Beginning with the line that contains "pub async fn connect(database_url: &str, max_connections: u32)" in the material below, print each line exactly until the line that contains "pub(crate) use handlers::*;" has been printed, then stop.

(Data for the task)

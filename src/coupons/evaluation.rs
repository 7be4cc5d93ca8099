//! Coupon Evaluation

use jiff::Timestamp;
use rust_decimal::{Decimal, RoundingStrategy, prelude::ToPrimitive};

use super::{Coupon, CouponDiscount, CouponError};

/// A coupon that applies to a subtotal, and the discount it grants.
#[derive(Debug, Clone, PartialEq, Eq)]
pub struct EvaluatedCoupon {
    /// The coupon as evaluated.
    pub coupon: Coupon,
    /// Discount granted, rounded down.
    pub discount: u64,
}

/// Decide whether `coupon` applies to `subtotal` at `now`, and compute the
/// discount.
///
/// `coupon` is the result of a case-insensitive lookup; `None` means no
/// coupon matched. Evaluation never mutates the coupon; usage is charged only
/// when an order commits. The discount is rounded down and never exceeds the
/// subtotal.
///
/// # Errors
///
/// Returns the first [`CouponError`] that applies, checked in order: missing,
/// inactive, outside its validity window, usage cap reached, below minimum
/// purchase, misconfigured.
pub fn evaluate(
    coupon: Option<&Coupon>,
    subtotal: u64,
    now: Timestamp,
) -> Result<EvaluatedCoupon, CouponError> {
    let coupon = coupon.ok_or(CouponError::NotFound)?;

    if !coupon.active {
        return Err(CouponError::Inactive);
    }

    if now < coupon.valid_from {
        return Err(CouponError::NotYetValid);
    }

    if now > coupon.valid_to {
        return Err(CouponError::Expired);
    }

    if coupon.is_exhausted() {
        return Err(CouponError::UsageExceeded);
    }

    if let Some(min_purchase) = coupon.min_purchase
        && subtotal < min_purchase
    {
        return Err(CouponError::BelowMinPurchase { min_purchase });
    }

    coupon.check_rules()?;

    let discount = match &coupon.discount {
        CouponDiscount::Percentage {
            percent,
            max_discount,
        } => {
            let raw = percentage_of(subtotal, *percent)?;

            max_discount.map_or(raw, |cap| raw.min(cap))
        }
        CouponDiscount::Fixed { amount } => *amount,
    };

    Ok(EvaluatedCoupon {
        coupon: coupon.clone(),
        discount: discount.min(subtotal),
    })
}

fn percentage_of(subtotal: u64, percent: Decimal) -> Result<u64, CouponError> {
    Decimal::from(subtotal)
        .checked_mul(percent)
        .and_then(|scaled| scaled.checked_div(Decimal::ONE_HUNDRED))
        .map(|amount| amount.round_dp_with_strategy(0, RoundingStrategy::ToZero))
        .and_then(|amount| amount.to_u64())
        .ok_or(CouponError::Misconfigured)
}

(End Data for the task)
(Data for the task)

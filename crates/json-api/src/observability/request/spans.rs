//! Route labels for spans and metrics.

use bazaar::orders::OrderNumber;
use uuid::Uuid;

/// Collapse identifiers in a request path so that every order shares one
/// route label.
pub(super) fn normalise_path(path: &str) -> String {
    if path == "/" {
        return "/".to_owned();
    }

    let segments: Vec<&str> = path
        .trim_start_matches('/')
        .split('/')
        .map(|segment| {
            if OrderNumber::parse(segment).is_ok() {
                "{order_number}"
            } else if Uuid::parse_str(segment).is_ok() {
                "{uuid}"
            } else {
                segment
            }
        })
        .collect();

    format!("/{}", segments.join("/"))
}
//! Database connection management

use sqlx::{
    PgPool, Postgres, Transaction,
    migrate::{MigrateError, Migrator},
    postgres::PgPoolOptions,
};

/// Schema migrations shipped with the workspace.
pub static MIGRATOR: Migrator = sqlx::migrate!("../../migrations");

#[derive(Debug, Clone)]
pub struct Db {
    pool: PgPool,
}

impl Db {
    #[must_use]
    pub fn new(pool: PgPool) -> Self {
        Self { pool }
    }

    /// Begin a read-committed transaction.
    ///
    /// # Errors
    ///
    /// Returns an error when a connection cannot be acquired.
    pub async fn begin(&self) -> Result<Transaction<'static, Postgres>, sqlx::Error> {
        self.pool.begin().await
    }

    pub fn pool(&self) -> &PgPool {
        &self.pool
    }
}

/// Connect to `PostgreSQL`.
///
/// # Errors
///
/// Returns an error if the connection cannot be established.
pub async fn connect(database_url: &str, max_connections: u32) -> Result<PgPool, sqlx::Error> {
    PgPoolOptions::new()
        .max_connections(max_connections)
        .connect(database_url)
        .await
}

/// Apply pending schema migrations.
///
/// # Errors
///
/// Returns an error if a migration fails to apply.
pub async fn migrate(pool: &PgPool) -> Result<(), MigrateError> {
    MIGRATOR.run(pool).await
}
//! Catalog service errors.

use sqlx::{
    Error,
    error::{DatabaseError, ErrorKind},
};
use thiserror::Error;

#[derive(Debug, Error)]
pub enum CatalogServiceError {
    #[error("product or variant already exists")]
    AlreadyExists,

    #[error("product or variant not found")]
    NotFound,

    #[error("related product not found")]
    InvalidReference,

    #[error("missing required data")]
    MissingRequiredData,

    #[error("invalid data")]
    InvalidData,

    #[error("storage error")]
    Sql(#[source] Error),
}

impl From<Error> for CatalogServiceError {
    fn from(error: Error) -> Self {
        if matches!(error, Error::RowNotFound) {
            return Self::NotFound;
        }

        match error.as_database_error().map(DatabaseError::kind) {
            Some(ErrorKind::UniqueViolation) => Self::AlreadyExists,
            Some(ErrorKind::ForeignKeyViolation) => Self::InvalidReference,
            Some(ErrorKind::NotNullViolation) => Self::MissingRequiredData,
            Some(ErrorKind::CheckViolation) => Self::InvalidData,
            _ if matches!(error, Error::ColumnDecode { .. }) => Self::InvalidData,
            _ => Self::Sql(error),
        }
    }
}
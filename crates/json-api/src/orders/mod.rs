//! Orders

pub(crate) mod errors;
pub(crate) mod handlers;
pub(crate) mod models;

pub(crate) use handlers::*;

(End Data for the task)

• Exercise output:
pub async fn connect(database_url: &str, max_connections: u32) -> Result<PgPool, sqlx::Error> {
    PgPoolOptions::new()
        .max_connections(max_connections)
        .connect(database_url)
        .await
}

/// Apply pending schema migrations.
///
/// # Errors
///
/// Returns an error if a migration fails to apply.
pub async fn migrate(pool: &PgPool) -> Result<(), MigrateError> {
    MIGRATOR.run(pool).await
}
//! Catalog service errors.

use sqlx::{
    Error,
    error::{DatabaseError, ErrorKind},
};
use thiserror::Error;

#[derive(Debug, Error)]
pub enum CatalogServiceError {
    #[error("product or variant already exists")]
    AlreadyExists,

    #[error("product or variant not found")]
    NotFound,

    #[error("related product not found")]
    InvalidReference,

    #[error("missing required data")]
    MissingRequiredData,

    #[error("invalid data")]
    InvalidData,

    #[error("storage error")]
    Sql(#[source] Error),
}

impl From<Error> for CatalogServiceError {
    fn from(error: Error) -> Self {
        if matches!(error, Error::RowNotFound) {
            return Self::NotFound;
        }

        match error.as_database_error().map(DatabaseError::kind) {
            Some(ErrorKind::UniqueViolation) => Self::AlreadyExists,
            Some(ErrorKind::ForeignKeyViolation) => Self::InvalidReference,
            Some(ErrorKind::NotNullViolation) => Self::MissingRequiredData,
            Some(ErrorKind::CheckViolation) => Self::InvalidData,
            _ if matches!(error, Error::ColumnDecode { .. }) => Self::InvalidData,
            _ => Self::Sql(error),
        }
    }
}
filename crates/json-api/src/orders/mod.rs
//! Orders

pub(crate) mod errors;
pub(crate) mod handlers;
pub(crate) mod models;

pub(crate) use handlers::*;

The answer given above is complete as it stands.